/arc:refactor

Architectural refactoring

What it does

Explores the codebase with project context loaded — noting where understanding requires bouncing between too many files, where modules are shallow, where grouped concerns deserve a discrete package/module, where god components or scripts mix responsibilities, and where duplication hides a missing shared concept. Generates competing interface options when useful, then writes a project-local RFC or refactoring plan for the chosen approach.

Why it exists

Most refactoring is reactive — fixing pain after it's acute. This workflow is proactive: it finds architectural friction before it compounds, and produces actionable proposals rather than vague "we should clean this up" comments.

Agents

Source document

<arc_runtime> This workflow requires the full Arc bundle, not a prompts-only install.

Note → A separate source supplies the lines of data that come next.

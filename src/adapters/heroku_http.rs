//! Heroku Platform API client implementation using reqwest.

use std::collections::BTreeMap;
use std::time::Duration;

use reqwest::blocking::{Client, RequestBuilder, Response};
use reqwest::header::{ACCEPT, AUTHORIZATION, CONTENT_TYPE};
use serde::{Deserialize, Serialize};
use url::Url;

use crate::domain::AppError;
use crate::ports::{CreatedApp, HostingPlatform, PipelineCoupling};

pub const HEROKU_API_URL: &str = "https://api.heroku.com";
const HEROKU_ACCEPT: &str = "application/vnd.heroku+json; version=3";
const REQUEST_TIMEOUT_SECS: u64 = 30;

/// HTTP client for the Heroku Platform API.
#[derive(Clone)]
pub struct HerokuHttpClient {
    api_key: String,
    api_url: Url,
    client: Client,
}

impl std::fmt::Debug for HerokuHttpClient {
    fn fmt(&self, f: &mut std::fmt::Formatter<'_>) -> std::fmt::Result {
        f.debug_struct("HerokuHttpClient")
            .field("api_url", &self.api_url)
            .field("api_key", &"[REDACTED]")
            .finish()
    }
}

impl HerokuHttpClient {
    /// Create a client for the given API base URL.
    pub fn new(api_key: String, api_url: Url) -> Result<Self, AppError> {
        let client = Client::builder()
            .timeout(Duration::from_secs(REQUEST_TIMEOUT_SECS))
            .build()
            .map_err(|e| AppError::Configuration(format!("Failed to create HTTP client: {}", e)))?;

        Ok(Self { api_key, api_url, client })
    }

    /// Create a client for the public Heroku API.
    pub fn with_api_key(api_key: String) -> Result<Self, AppError> {
        let api_url = Url::parse(HEROKU_API_URL)
            .map_err(|e| AppError::Configuration(format!("Invalid Heroku API URL: {}", e)))?;
        Self::new(api_key, api_url)
    }

    /// API URL with `segments` appended, each percent-encoded.
    fn endpoint(&self, segments: &[&str]) -> Result<Url, AppError> {
        let mut url = self.api_url.clone();
        url.path_segments_mut()
            .map_err(|_| {
                AppError::Configuration(format!("Invalid Heroku API URL: {}", self.api_url))
            })?
            .pop_if_empty()
            .extend(segments);
        Ok(url)
    }

    fn authorized(&self, builder: RequestBuilder) -> RequestBuilder {
        builder
            .header(ACCEPT, HEROKU_ACCEPT)
            .header(CONTENT_TYPE, "application/json")
            .header(AUTHORIZATION, format!("Bearer {}", self.api_key))
    }

    fn send(&self, builder: RequestBuilder) -> Result<Response, AppError> {
        let response = self
            .authorized(builder)
            .send()
            .map_err(|e| AppError::Http(e.to_string()))?;

        let status = response.status();
        tracing::debug!(status = status.as_u16(), url = %response.url(), "heroku response");
        if status.is_success() {
            Ok(response)
        } else {
            let body = response.text().unwrap_or_else(|_| "Unknown error".to_string());
            Err(AppError::PlatformApi { status: status.as_u16(), body })
        }
    }
}

#[derive(Debug, Serialize)]
struct CreateAppRequest<'a> {
    name: &'a str,
}

#[derive(Debug, Deserialize)]
struct AppResponse {
    id: String,
    name: String,
    #[serde(default)]
    web_url: Option<String>,
}

#[derive(Debug, Deserialize)]
struct BuildpackInstallation {
    buildpack: InstalledBuildpack,
}

#[derive(Debug, Deserialize)]
struct InstalledBuildpack {
    url: String,
}

#[derive(Debug, Serialize)]
struct BuildpackUpdates {
    updates: Vec<BuildpackUpdate>,
}

#[derive(Debug, Serialize)]
struct BuildpackUpdate {
    buildpack: String,
}

#[derive(Debug, Serialize)]
struct AddonRequest<'a> {
    plan: &'a str,
}

#[derive(Debug, Serialize)]
struct CouplingRequest<'a> {
    app: &'a str,
    pipeline: &'a str,
    stage: &'a str,
}

impl HostingPlatform for HerokuHttpClient {
    fn create_app(&self, name: &str) -> Result<CreatedApp, AppError> {
        let url = self.endpoint(&["apps"])?;
        let response = self.send(self.client.post(url).json(&CreateAppRequest { name }))?;
        let app: AppResponse = response
            .json()
            .map_err(|e| AppError::Http(format!("Failed to parse app response: {}", e)))?;

        let web_url = app.web_url.unwrap_or_else(|| format!("https://{}.herokuapp.com/", app.name));
        Ok(CreatedApp { id: app.id, name: app.name, web_url })
    }

    fn add_buildpack(&self, app: &str, buildpack: &str) -> Result<(), AppError> {
        let url = self.endpoint(&["apps", app, "buildpack-installations"])?;
        let installed: Vec<BuildpackInstallation> = self
            .send(self.client.get(url.clone()))?
            .json()
            .map_err(|e| AppError::Http(format!("Failed to parse buildpack list: {}", e)))?;

        let mut updates: Vec<BuildpackUpdate> = installed
            .into_iter()
            .map(|installation| BuildpackUpdate { buildpack: installation.buildpack.url })
            .collect();
        updates.push(BuildpackUpdate { buildpack: buildpack.to_string() });

        self.send(self.client.put(url).json(&BuildpackUpdates { updates }))?;
        Ok(())
    }

    fn add_addon(&self, app: &str, plan: &str) -> Result<(), AppError> {
        let url = self.endpoint(&["apps", app, "addons"])?;
        self.send(self.client.post(url).json(&AddonRequest { plan }))?;
        Ok(())
    }

    fn update_config_vars(
        &self,
        app: &str,
        vars: &BTreeMap<String, String>,
    ) -> Result<(), AppError> {
        let url = self.endpoint(&["apps", app, "config-vars"])?;
        self.send(self.client.patch(url).json(vars))?;
        Ok(())
    }

    fn couple_to_pipeline(&self, coupling: &PipelineCoupling) -> Result<(), AppError> {
        let request = CouplingRequest {
            app: &coupling.app_id,
            pipeline: &coupling.pipeline_id,
            stage: &coupling.stage,
        };
        let response = self
            .authorized(self.client.post(self.endpoint(&["pipeline-couplings"])?))
            .json(&request)
            .send()
            .map_err(|e| AppError::Http(e.to_string()))?;

        match response.status().as_u16() {
            200 | 201 => Ok(()),
            status => {
                let body = response.text().unwrap_or_else(|_| "Unknown error".to_string());
                Err(AppError::PlatformApi { status, body })
            }
        }
    }
}
pub mod cloudflare_http;
pub mod config_file;
pub mod git_command;
pub mod heroku_http;
pub mod terminal_prompter;

pub use cloudflare_http::CloudflareHttpClient;
pub use config_file::IniConfigStore;
pub use git_command::GitCommandAdapter;
pub use heroku_http::HerokuHttpClient;
pub use terminal_prompter::TerminalPrompter;
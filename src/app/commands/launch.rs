//! Provision a review app, then deploy the branch to it.

use crate::app::AppContext;
use crate::domain::{AppError, Outcome};
use crate::ports::{DnsProvider, Git, HostingPlatform};

use super::create::{self, ProvisionReport};
use super::deploy::{self, DeployReport};

#[derive(Debug, Clone, PartialEq, Eq)]
pub struct LaunchReport {
    pub provisioned: Outcome<ProvisionReport>,
    /// `None` when provisioning produced no app.
    pub deployed: Option<Outcome<DeployReport>>,
}

/// Create the review app and push the branch to whatever name the platform
/// assigned.
pub fn execute<G, H, D>(
    ctx: &AppContext<G, H, D>,
    name: Option<&str>,
    branch: Option<&str>,
) -> Result<LaunchReport, AppError>
where
    G: Git,
    H: HostingPlatform,
    D: DnsProvider,
{
    let provisioned = create::execute(ctx, name, branch)?;
    let deployed = match provisioned.value() {
        Some(report) => Some(deploy::execute(ctx.git(), Some(report.app.name.as_str()), branch)?),
        None => {
            tracing::debug!("provisioning failed, skipping deploy");
            None
        }
    };
    Ok(LaunchReport { provisioned, deployed })
}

Paths in this skill use these conventions:

  • agents/..., references/..., disciplines/..., templates/..., scripts/..., rules/..., skills/<name>/... are Arc-owned files at the plugin root. Resolve the plugin root from this skill's filesystem location — it's the directory containing agents/ and skills/.
  • ./... is local to this skill's directory.
  • .ruler/..., docs/..., src/..., or any project-relative path refers to the user's project repository. </arc_runtime>

Architectural Refactoring

Discover structural friction, propose deep-module refactors, and create project-local RFCs.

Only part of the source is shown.